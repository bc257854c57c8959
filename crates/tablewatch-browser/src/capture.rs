//! The table capture flow.

#[cfg(test)]
#[path = "capture_tests.rs"]
mod tests;

use std::path::Path;
use std::time::Duration;

use async_trait::async_trait;
use tracing::{info, warn};

use tablewatch_core::{BoxError, CaptureOutcome, Capturer};

use crate::cdp::{CdpClient, CdpError, Page, ScreenshotFormat, Viewport};
use crate::chrome::{Chrome, ChromeConfig};
use crate::error::CaptureError;

/// Rendering viewport settings.
#[derive(Debug, Clone)]
pub struct ViewportSettings {
    pub width: u32,
    pub height: u32,
    pub scale: f64,
}

/// Everything the capture flow needs to know about the target page.
#[derive(Debug, Clone)]
pub struct CaptureConfig {
    /// Standings page to render.
    pub page_url: String,
    /// Consent button dismissed before the table wait.
    pub cookie_selector: String,
    /// Wrapper element the screenshot is clipped to.
    pub table_selector: String,
    pub viewport: ViewportSettings,
    /// Budget for navigation plus network settling.
    pub navigation_timeout: Duration,
    /// Budget for the table selector to appear.
    pub element_timeout: Duration,
    /// Budget for the cookie banner; expiry is not an error.
    pub cookie_timeout: Duration,
    pub chrome: ChromeConfig,
}

impl Default for CaptureConfig {
    fn default() -> Self {
        Self {
            page_url: "https://www.bbc.com/sport/football/spanish-la-liga/table".to_string(),
            cookie_selector: r#"button[data-testid="accept-button"]"#.to_string(),
            table_selector: ".ssrcss-1dbj4ao-TableWrapper".to_string(),
            viewport: ViewportSettings {
                width: 1920,
                height: 1080,
                scale: 2.0,
            },
            navigation_timeout: Duration::from_secs(30),
            element_timeout: Duration::from_secs(30),
            cookie_timeout: Duration::from_secs(5),
            chrome: ChromeConfig::default(),
        }
    }
}

/// Captures the league table as a PNG artifact.
pub struct TableCapture {
    config: CaptureConfig,
}

impl TableCapture {
    pub fn new(config: CaptureConfig) -> Self {
        Self { config }
    }

    /// Render the page and write the table screenshot to `artifact`.
    ///
    /// The browser is released before this returns, whatever happened.
    pub async fn capture_to(&self, artifact: &Path) -> Result<CaptureOutcome, CaptureError> {
        let chrome = Chrome::acquire(&self.config.chrome).await?;
        let result = self.drive_page(chrome.endpoint(), artifact).await;
        chrome.shutdown().await;
        result
    }

    async fn drive_page(
        &self,
        endpoint: &str,
        artifact: &Path,
    ) -> Result<CaptureOutcome, CaptureError> {
        let client = CdpClient::connect(endpoint).await?;
        let page = client.attach_first_page().await?;

        let viewport = &self.config.viewport;
        page.set_device_metrics(viewport.width, viewport.height, viewport.scale)
            .await?;

        page.navigate(&self.config.page_url).await?;
        match page.wait_until_idle(self.config.navigation_timeout).await {
            Ok(()) => {}
            Err(CdpError::Timeout(reason)) => {
                return Err(CaptureError::NavigationTimeout {
                    url: self.config.page_url.clone(),
                    reason,
                });
            }
            Err(e) => return Err(e.into()),
        }

        self.dismiss_cookie_banner(&page).await;

        let node_id = match page
            .wait_for_selector(&self.config.table_selector, self.config.element_timeout)
            .await
        {
            Ok(node_id) => node_id,
            Err(CdpError::Timeout(_)) => {
                return Err(CaptureError::ElementNotFound(
                    self.config.table_selector.clone(),
                ));
            }
            Err(e) => return Err(e.into()),
        };

        if let Err(e) = page.scroll_into_view(node_id).await {
            warn!(error = %e, "could not scroll table into view");
        }

        // The wait saw the node, but layout can still disappear under us
        // (consent overlays re-render the page). Skip delivery in that case.
        let Some(model) = page.get_box_model(node_id).await? else {
            warn!(selector = %self.config.table_selector, "table element lost its layout");
            let _ = client.close_page(&page).await;
            return Ok(CaptureOutcome::ElementMissing);
        };

        let clip = clip_from_quad(&model.content).ok_or_else(|| {
            CdpError::InvalidResponse("table content quad is malformed".to_string())
        })?;

        let image = page.screenshot(ScreenshotFormat::Png, Some(clip)).await?;
        std::fs::write(artifact, &image).map_err(|e| CaptureError::Artifact {
            path: artifact.to_path_buf(),
            source: e,
        })?;

        info!(
            artifact = %artifact.display(),
            bytes = image.len(),
            "table screenshot saved"
        );

        let _ = client.close_page(&page).await;
        Ok(CaptureOutcome::Captured)
    }

    /// Best-effort: a missing banner or a failed click never fails the run.
    async fn dismiss_cookie_banner(&self, page: &Page) {
        let selector = &self.config.cookie_selector;
        match page
            .wait_for_selector(selector, self.config.cookie_timeout)
            .await
        {
            Ok(_) => match page.click_selector(selector).await {
                Ok(()) => info!("cookie banner dismissed"),
                Err(e) => info!(error = %e, "cookie banner present but not dismissable"),
            },
            Err(_) => info!("no cookie banner found"),
        }
    }
}

/// Axis-aligned clip covering a content quad.
fn clip_from_quad(quad: &[f64]) -> Option<Viewport> {
    if quad.len() < 8 {
        return None;
    }
    let xs = [quad[0], quad[2], quad[4], quad[6]];
    let ys = [quad[1], quad[3], quad[5], quad[7]];
    let min_x = xs.iter().cloned().fold(f64::INFINITY, f64::min);
    let max_x = xs.iter().cloned().fold(f64::NEG_INFINITY, f64::max);
    let min_y = ys.iter().cloned().fold(f64::INFINITY, f64::min);
    let max_y = ys.iter().cloned().fold(f64::NEG_INFINITY, f64::max);

    let width = max_x - min_x;
    let height = max_y - min_y;
    if width <= 0.0 || height <= 0.0 {
        return None;
    }

    Some(Viewport {
        x: min_x,
        y: min_y,
        width,
        height,
        scale: 1.0,
    })
}

#[async_trait]
impl Capturer for TableCapture {
    async fn capture(&self, artifact: &Path) -> Result<CaptureOutcome, BoxError> {
        Ok(self.capture_to(artifact).await?)
    }
}
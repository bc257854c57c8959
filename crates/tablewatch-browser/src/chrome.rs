//! Chromium process lifecycle.

use std::path::PathBuf;
use std::process::Stdio;
use std::time::Duration;

use tokio::process::{Child, Command};
use tracing::{debug, info};

use crate::error::CaptureError;

/// How long to poll the debugging endpoint after spawning.
const READY_ATTEMPTS: u32 = 30;
const READY_INTERVAL: Duration = Duration::from_millis(200);

/// Browser process settings.
#[derive(Debug, Clone)]
pub struct ChromeConfig {
    /// Remote debugging port.
    pub debug_port: u16,
    /// Run without a window.
    pub headless: bool,
    /// Explicit executable path; probed when unset.
    pub executable: Option<PathBuf>,
    /// Profile directory; a throwaway under the temp dir when unset.
    pub profile_dir: Option<PathBuf>,
}

impl Default for ChromeConfig {
    fn default() -> Self {
        Self {
            debug_port: 9222,
            headless: true,
            executable: None,
            profile_dir: None,
        }
    }
}

impl ChromeConfig {
    /// Debugging endpoint URL.
    pub fn endpoint(&self) -> String {
        format!("http://localhost:{}", self.debug_port)
    }

    fn resolved_profile_dir(&self) -> PathBuf {
        self.profile_dir
            .clone()
            .unwrap_or_else(|| std::env::temp_dir().join("tablewatch-profile"))
    }
}

/// A running browser reachable over its debugging endpoint.
///
/// When this struct spawned the process it also owns it: `shutdown` kills
/// it, and `kill_on_drop` covers unwind paths. An already-running browser
/// on the configured port is reused and left alone on shutdown.
pub struct Chrome {
    child: Option<Child>,
    endpoint: String,
}

impl Chrome {
    /// Probe well-known install locations for a Chromium-family executable.
    pub fn find_executable() -> Option<PathBuf> {
        #[cfg(target_os = "macos")]
        let paths = [
            "/Applications/Google Chrome.app/Contents/MacOS/Google Chrome",
            "/Applications/Chromium.app/Contents/MacOS/Chromium",
            "/Applications/Microsoft Edge.app/Contents/MacOS/Microsoft Edge",
        ];

        #[cfg(target_os = "linux")]
        let paths = [
            "/usr/bin/google-chrome",
            "/usr/bin/google-chrome-stable",
            "/usr/bin/chromium",
            "/usr/bin/chromium-browser",
            "/snap/bin/chromium",
        ];

        #[cfg(target_os = "windows")]
        let paths = [
            r"C:\Program Files\Google\Chrome\Application\chrome.exe",
            r"C:\Program Files (x86)\Google\Chrome\Application\chrome.exe",
        ];

        #[cfg(not(any(target_os = "macos", target_os = "linux", target_os = "windows")))]
        let paths: [&str; 0] = [];

        paths.iter().map(PathBuf::from).find(|p| p.exists())
    }

    /// Launch a browser for this run, or reuse one already listening on the
    /// configured port.
    pub async fn acquire(config: &ChromeConfig) -> Result<Self, CaptureError> {
        let endpoint = config.endpoint();

        if Self::is_reachable(&endpoint).await {
            info!(endpoint, "reusing browser already on the debug port");
            return Ok(Self {
                child: None,
                endpoint,
            });
        }

        let executable = config
            .executable
            .clone()
            .or_else(Self::find_executable)
            .ok_or(CaptureError::ChromeNotFound)?;

        let profile_dir = config.resolved_profile_dir();
        if let Err(e) = std::fs::create_dir_all(&profile_dir) {
            return Err(CaptureError::LaunchFailed(format!(
                "profile dir {}: {e}",
                profile_dir.display()
            )));
        }

        info!(
            executable = %executable.display(),
            profile = %profile_dir.display(),
            "launching browser"
        );

        let mut cmd = Command::new(&executable);
        for arg in launch_args(config, &profile_dir) {
            cmd.arg(arg);
        }
        cmd.stdout(Stdio::null())
            .stderr(Stdio::null())
            .kill_on_drop(true);

        let child = cmd
            .spawn()
            .map_err(|e| CaptureError::LaunchFailed(e.to_string()))?;

        debug!(pid = ?child.id(), "browser spawned");

        for _ in 0..READY_ATTEMPTS {
            tokio::time::sleep(READY_INTERVAL).await;
            if Self::is_reachable(&endpoint).await {
                return Ok(Self {
                    child: Some(child),
                    endpoint,
                });
            }
        }

        Err(CaptureError::LaunchFailed(
            "browser never opened its debugging endpoint".to_string(),
        ))
    }

    async fn is_reachable(endpoint: &str) -> bool {
        reqwest::get(format!("{endpoint}/json/version")).await.is_ok()
    }

    pub fn endpoint(&self) -> &str {
        &self.endpoint
    }

    /// Kill the browser if this run spawned it.
    pub async fn shutdown(mut self) {
        if let Some(mut child) = self.child.take() {
            info!("shutting browser down");
            let _ = child.kill().await;
        }
    }
}

fn launch_args(config: &ChromeConfig, profile_dir: &std::path::Path) -> Vec<String> {
    let mut args = vec![
        format!("--remote-debugging-port={}", config.debug_port),
        format!("--user-data-dir={}", profile_dir.display()),
        "--no-first-run".to_string(),
        "--no-default-browser-check".to_string(),
        "--disable-background-networking".to_string(),
        "--disable-sync".to_string(),
        "--metrics-recording-only".to_string(),
        "--no-sandbox".to_string(),
        "--disable-setuid-sandbox".to_string(),
    ];
    if config.headless {
        args.push("--headless=new".to_string());
    }
    args.push("about:blank".to_string());
    args
}
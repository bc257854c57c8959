//! Core pipeline for tablewatch.
//!
//! The pipeline runs four steps strictly in sequence:
//!
//! 1. Trigger gate - scan the watch log for the marker token; without it the
//!    run is a no-op.
//! 2. Capture - produce the screenshot artifact (behind the [`Capturer`]
//!    trait; the browser crate provides the real implementation).
//! 3. Delivery - upload the artifact (behind the [`Deliverer`] trait).
//! 4. Reset - delete the artifact and truncate the watch log.
//!
//! A capture failure aborts the run before the log is touched, so the next
//! invocation retries. A delivery failure is reported but does not stop the
//! reset step.

mod error;
mod protocol;
mod reset;
mod trigger;
mod watcher;

pub use error::WatchError;
pub use protocol::{BoxError, CaptureOutcome, Capturer, Deliverer};
pub use reset::reset_state;
pub use trigger::marker_present;
pub use watcher::{RunOutcome, Watcher};
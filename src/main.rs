//! tablewatch - league-table watcher.
//!
//! Scans a trigger log for the marker token; when armed, captures the
//! standings table from the configured page with headless Chromium and
//! posts the screenshot to a Telegram channel, then clears the trigger.
//!
//! Every failure is logged and the process exits 0: the tool is meant to
//! run unattended from cron, and the trigger log - not the exit code - is
//! the retry signal.

use std::path::PathBuf;

use clap::Parser;
use tracing::{error, info, warn};
use tracing_subscriber::EnvFilter;

use tablewatch_browser::{CaptureConfig, ChromeConfig, TableCapture};
use tablewatch_config::{Config, validate_proxy_url};
use tablewatch_core::Watcher;
use tablewatch_telegram::{TelegramClient, TelegramConfig};

/// Tablewatch CLI.
#[derive(Parser)]
#[command(name = "tablewatch")]
#[command(about = "Captures a league standings table and posts it to Telegram")]
#[command(version)]
struct Cli {
    /// Dotenv file loaded before reading configuration
    #[arg(long)]
    env_file: Option<PathBuf>,

    /// Trigger log path (overrides TABLEWATCH_LOG_FILE)
    #[arg(long)]
    log_file: Option<PathBuf>,

    /// Outbound proxy for the Telegram upload (http, https or socks5)
    #[arg(long)]
    proxy: Option<String>,

    /// Chromium remote-debugging port
    #[arg(long, default_value_t = 9222)]
    debug_port: u16,

    /// Run Chromium with a visible window
    #[arg(long)]
    no_headless: bool,
}

#[tokio::main]
async fn main() -> anyhow::Result<()> {
    let cli = Cli::parse();

    // Env file first: RUST_LOG may live there. Subscriber next, so the
    // load failure (if any) is reported through it.
    let env_file_issue = load_env_file(cli.env_file.as_deref());
    init_tracing();
    if let Some((path, e)) = env_file_issue {
        warn!(path = %path.display(), error = %e, "could not load env file");
    }

    let mut config = match Config::from_env() {
        Ok(config) => config,
        Err(e) => {
            error!(error = %e, "configuration error");
            return Ok(());
        }
    };

    if let Some(log_file) = cli.log_file {
        config.log_path = log_file;
    }
    if let Some(proxy) = cli.proxy {
        if let Err(e) = validate_proxy_url(&proxy) {
            error!(error = %e, "configuration error");
            return Ok(());
        }
        config.proxy = Some(proxy);
    }

    if let Err(e) = run(config, cli.debug_port, !cli.no_headless).await {
        error!(error = %e, "run failed");
    }
    Ok(())
}

async fn run(config: Config, debug_port: u16, headless: bool) -> anyhow::Result<()> {
    let mut capture_config = CaptureConfig {
        chrome: ChromeConfig {
            debug_port,
            headless,
            ..ChromeConfig::default()
        },
        ..CaptureConfig::default()
    };
    if let Some(page_url) = &config.page_url {
        capture_config.page_url = page_url.clone();
    }

    let mut telegram_config = TelegramConfig::new(config.bot_token.clone(), config.chat_id.clone());
    telegram_config.proxy = config.proxy.clone();

    let watcher = Watcher::new(
        config.log_path,
        config.marker,
        config.artifact_path,
        TableCapture::new(capture_config),
        TelegramClient::new(telegram_config)?,
    );

    let outcome = watcher.run().await?;
    info!(?outcome, "watch run complete");
    Ok(())
}

/// Load a dotenv file: an explicit path must exist, the implicit `.env`
/// is optional. Returns the failure for the caller to report once the
/// subscriber is up.
fn load_env_file(path: Option<&std::path::Path>) -> Option<(PathBuf, dotenvy::Error)> {
    match path {
        Some(path) => dotenvy::from_path(path)
            .err()
            .map(|e| (path.to_path_buf(), e)),
        None => {
            let _ = dotenvy::dotenv();
            None
        }
    }
}

fn init_tracing() {
    let filter = EnvFilter::try_from_default_env().unwrap_or_else(|_| EnvFilter::new("info"));
    tracing_subscriber::fmt().with_env_filter(filter).init();
}
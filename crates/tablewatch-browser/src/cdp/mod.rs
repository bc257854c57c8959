//! Chrome DevTools Protocol transport.
//!
//! One WebSocket connection to the browser, one attached page session. A
//! background task routes command replies to their callers by request id
//! and forwards page events (network activity) to the session that owns
//! them.

mod client;
mod error;
mod page;
mod protocol;

pub use client::CdpClient;
pub use error::CdpError;
pub use page::Page;
pub use protocol::{BoxModel, CdpEvent, ScreenshotFormat, Viewport};
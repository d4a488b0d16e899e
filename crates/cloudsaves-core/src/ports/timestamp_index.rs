//! Local timestamp index port
//!
//! The index maps each save file name to the timestamp it had when it was
//! last synced. It is the engine's only record of "what was last synced and
//! when": read once at the start of a run and rewritten after every
//! successful transfer.

use crate::domain::TimestampMap;

/// Reserved name of the index file inside the save directory
///
/// Never synced in either direction.
pub const TIMESTAMPS_FILENAME: &str = "timestamps";

/// Persistent file name to timestamp map
pub trait ITimestampIndex: Send + Sync {
    /// Read the whole index; a missing index is an empty map
    ///
    /// Local saves the index has no entry for are included with
    /// [`Timestamp::INVALID`](crate::domain::Timestamp::INVALID), which makes
    /// the local copy authoritative.
    fn load(&self) -> anyhow::Result<TimestampMap>;

    /// Replace the persisted index with `timestamps`
    fn save(&self, timestamps: &TimestampMap) -> anyhow::Result<()>;
}
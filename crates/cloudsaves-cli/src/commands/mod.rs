pub mod config;
pub mod status;
pub mod sync;

use std::path::Path;

use anyhow::{Context, Result};
use cloudsaves_core::config::Config;

/// Load the configuration file, or the defaults when there is none
pub fn load_config(path: &Path) -> Result<Config> {
    if !path.exists() {
        return Ok(Config::default());
    }
    Config::load(path).with_context(|| format!("Failed to load configuration from {}", path.display()))
}

pub fn plural(count: usize) -> &'static str {
    if count == 1 {
        ""
    } else {
        "s"
    }
}

/// Human-readable byte count
pub fn format_bytes(bytes: u64) -> String {
    const KB: u64 = 1024;
    const MB: u64 = KB * 1024;
    const GB: u64 = MB * 1024;

    if bytes >= GB {
        format!("{:.1} GB", bytes as f64 / GB as f64)
    } else if bytes >= MB {
        format!("{:.1} MB", bytes as f64 / MB as f64)
    } else if bytes >= KB {
        format!("{:.1} KB", bytes as f64 / KB as f64)
    } else {
        format!("{} bytes", bytes)
    }
}
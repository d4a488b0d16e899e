//! Timestamp index file
//!
//! The index lives in the save directory as a text file named `timestamps`,
//! one entry per line:
//!
//! ```text
//! slot1.sav 1714557600
//! slot2.sav 4294967295
//! ```
//!
//! The name is everything before the last space, so names may contain
//! spaces. A line whose timestamp is empty, zero or unparsable ends parsing.
//! `4294967295` is the invalid-timestamp sentinel.
//!
//! Loading also scans the save directory: a save file the index has no entry
//! for (a save the game wrote since the last sync) is reported with the
//! invalid timestamp, so it is uploaded rather than overwritten. Hidden files
//! and the index itself are not saves.

use std::io::ErrorKind;
use std::path::{Path, PathBuf};

use anyhow::Context;
use cloudsaves_core::domain::{check_save_name, Timestamp, TimestampMap};
use cloudsaves_core::ports::{ITimestampIndex, TIMESTAMPS_FILENAME};
use tracing::{debug, instrument};

use crate::atomic::write_atomically;

/// `timestamps` file backed index
#[derive(Debug, Clone)]
pub struct FileTimestampIndex {
    path: PathBuf,
}

impl FileTimestampIndex {
    pub fn new(path: impl Into<PathBuf>) -> Self {
        Self { path: path.into() }
    }

    /// Index stored in `dir`
    pub fn in_dir(dir: &Path) -> Self {
        Self::new(dir.join(TIMESTAMPS_FILENAME))
    }

    pub fn path(&self) -> &Path {
        &self.path
    }

    /// Directory holding the index and the saves it describes
    fn saves_dir(&self) -> &Path {
        match self.path.parent() {
            Some(dir) if !dir.as_os_str().is_empty() => dir,
            _ => Path::new("."),
        }
    }
}

/// Names of the save files in `dir`
fn list_saves(dir: &Path) -> std::io::Result<Vec<String>> {
    let entries = match std::fs::read_dir(dir) {
        Ok(entries) => entries,
        Err(e) if e.kind() == ErrorKind::NotFound => return Ok(Vec::new()),
        Err(e) => return Err(e),
    };

    let mut names = Vec::new();
    for entry in entries {
        let entry = entry?;
        if !entry.file_type()?.is_file() {
            continue;
        }
        let Ok(name) = entry.file_name().into_string() else {
            debug!(name = ?entry.file_name(), "skipping non UTF-8 file name");
            continue;
        };
        if name.starts_with('.') || name == TIMESTAMPS_FILENAME || check_save_name(&name).is_err() {
            continue;
        }
        names.push(name);
    }
    Ok(names)
}

/// Parse the text form of the index
pub fn parse(text: &str) -> TimestampMap {
    let mut map = TimestampMap::new();
    for line in text.lines() {
        let (name, secs) = line.rsplit_once(' ').unwrap_or((line, ""));
        let secs = secs.trim().parse::<u32>().unwrap_or(0);
        if secs == 0 {
            break;
        }
        map.insert(name.to_string(), Timestamp::from_secs(secs));
    }
    map
}

/// Render the index in its text form
pub fn render(map: &TimestampMap) -> String {
    map.iter()
        .map(|(name, timestamp)| format!("{name} {}\n", timestamp.as_secs()))
        .collect()
}

impl ITimestampIndex for FileTimestampIndex {
    #[instrument(skip(self), fields(path = %self.path.display()))]
    fn load(&self) -> anyhow::Result<TimestampMap> {
        let text = match std::fs::read_to_string(&self.path) {
            Ok(text) => text,
            Err(e) if e.kind() == ErrorKind::NotFound => {
                debug!("no timestamp index yet");
                String::new()
            }
            Err(e) => {
                return Err(e)
                    .with_context(|| format!("Failed to read {}", self.path.display()))
            }
        };
        let mut map = parse(&text);
        let indexed = map.len();

        let dir = self.saves_dir();
        let saves = list_saves(dir)
            .with_context(|| format!("Failed to scan save directory {}", dir.display()))?;
        for name in saves {
            map.entry(name).or_insert_with_key(|name| {
                debug!(name = %name, "save file missing from the index");
                Timestamp::INVALID
            });
        }

        debug!(indexed, unindexed = map.len() - indexed, "timestamp index loaded");
        Ok(map)
    }

    #[instrument(skip(self, timestamps), fields(path = %self.path.display(), entries = timestamps.len()))]
    fn save(&self, timestamps: &TimestampMap) -> anyhow::Result<()> {
        write_atomically(&self.path, render(timestamps).as_bytes())
            .with_context(|| format!("Failed to write {}", self.path.display()))
    }
}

------------------------------------------------------------

[WHAT TO PRODUCE]
For each line of the data that has the word "warn", report that line.

[RESPONSE TO THIS TASK]
use tracing::{info, warn};
            warn!(error = %e, "could not scroll table into view");
            warn!(selector = %self.config.table_selector, "table element lost its layout");
use tracing::{error, info, warn};
        warn!(path = %path.display(), error = %e, "could not load env file");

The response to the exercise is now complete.